**What needs to be done**
Report every line from the following entries that contains the string "reply".

**Records for the task**
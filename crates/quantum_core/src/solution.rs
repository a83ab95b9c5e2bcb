use serde::{Deserialize, Serialize};

/// One parallel-universe bug fix extracted from a model reply.
///
/// A `Solution` is only constructed when every section of its universe block
/// was present in the source document; there are no half-populated records.
#[derive(Debug, Clone, PartialEq, Serialize, Deserialize)]
pub struct Solution {
    /// Universe label, e.g. "The Elegant Universe".
    pub name: String,
    /// One-paragraph coding philosophy of that universe.
    pub philosophy: String,
    /// One-line summary of the approach.
    pub approach: String,
    /// The fixed code, verbatim (trimmed). Never empty.
    pub code: String,
    /// Language echoed from the original request, lowercase. Never derived
    /// from the document or the fence tag.
    pub language: String,
    /// How unconventional the fix is, clamped to 1..=10. `None` when the
    /// rating line carried no parseable digits.
    #[serde(default)]
    pub chaos_rating: Option<u8>,
    /// What the solution sacrifices. May be blank in a degenerate reply;
    /// display layers substitute a fallback via [`Solution::tradeoffs_or`].
    pub tradeoffs: String,
}

impl Solution {
    /// Trade-offs text, or `fallback` when the captured text is blank.
    pub fn tradeoffs_or<'a>(&'a self, fallback: &'a str) -> &'a str {
        if self.tradeoffs.trim().is_empty() {
            fallback
        } else {
            &self.tradeoffs
        }
    }

    /// Display form of the chaos rating ("7" or "unrated").
    pub fn chaos_label(&self) -> String {
        match self.chaos_rating {
            Some(r) => r.to_string(),
            None => "unrated".to_string(),
        }
    }
}

/// Mean chaos rating over the solutions that carry one.
pub fn average_chaos(solutions: &[Solution]) -> Option<f64> {
    let rated: Vec<u8> = solutions.iter().filter_map(|s| s.chaos_rating).collect();
    if rated.is_empty() {
        return None;
    }
    Some(rated.iter().map(|&r| r as f64).sum::<f64>() / rated.len() as f64)
}

#[cfg(test)]
mod tests {
    use super::*;

    fn sample(rating: Option<u8>, tradeoffs: &str) -> Solution {
        Solution {
            name: "The Elegant Universe".to_string(),
            philosophy: "Clean, minimal, best practices".to_string(),
            approach: "Fix the off-by-one".to_string(),
            code: "fn main() {}".to_string(),
            language: "rust".to_string(),
            chaos_rating: rating,
            tradeoffs: tradeoffs.to_string(),
        }
    }

    #[test]
    fn test_tradeoffs_or_uses_captured_text() {
        let s = sample(Some(3), "Slower on large inputs");
        assert_eq!(s.tradeoffs_or("fallback"), "Slower on large inputs");
    }

    #[test]
    fn test_tradeoffs_or_substitutes_fallback_when_blank() {
        let s = sample(Some(3), "   ");
        assert_eq!(s.tradeoffs_or("Reality may tear."), "Reality may tear.");
    }

    #[test]
    fn test_chaos_label() {
        assert_eq!(sample(Some(7), "x").chaos_label(), "7");
        assert_eq!(sample(None, "x").chaos_label(), "unrated");
    }

    #[test]
    fn test_average_chaos() {
        let solutions = vec![sample(Some(2), "a"), sample(None, "b"), sample(Some(9), "c")];
        assert_eq!(average_chaos(&solutions), Some(5.5));
    }

    #[test]
    fn test_average_chaos_none_when_unrated() {
        let solutions = vec![sample(None, "a")];
        assert_eq!(average_chaos(&solutions), None);
        assert_eq!(average_chaos(&[]), None);
    }

    #[test]
    fn test_solution_serde_round_trip() {
        let s = sample(None, "none");
        let json = serde_json::to_string(&s).unwrap();
        let decoded: Solution = serde_json::from_str(&json).unwrap();
        assert_eq!(decoded, s);
    }
}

**Result for this exercise**
/// One parallel-universe bug fix extracted from a model reply.
    /// What the solution sacrifices. May be blank in a degenerate reply;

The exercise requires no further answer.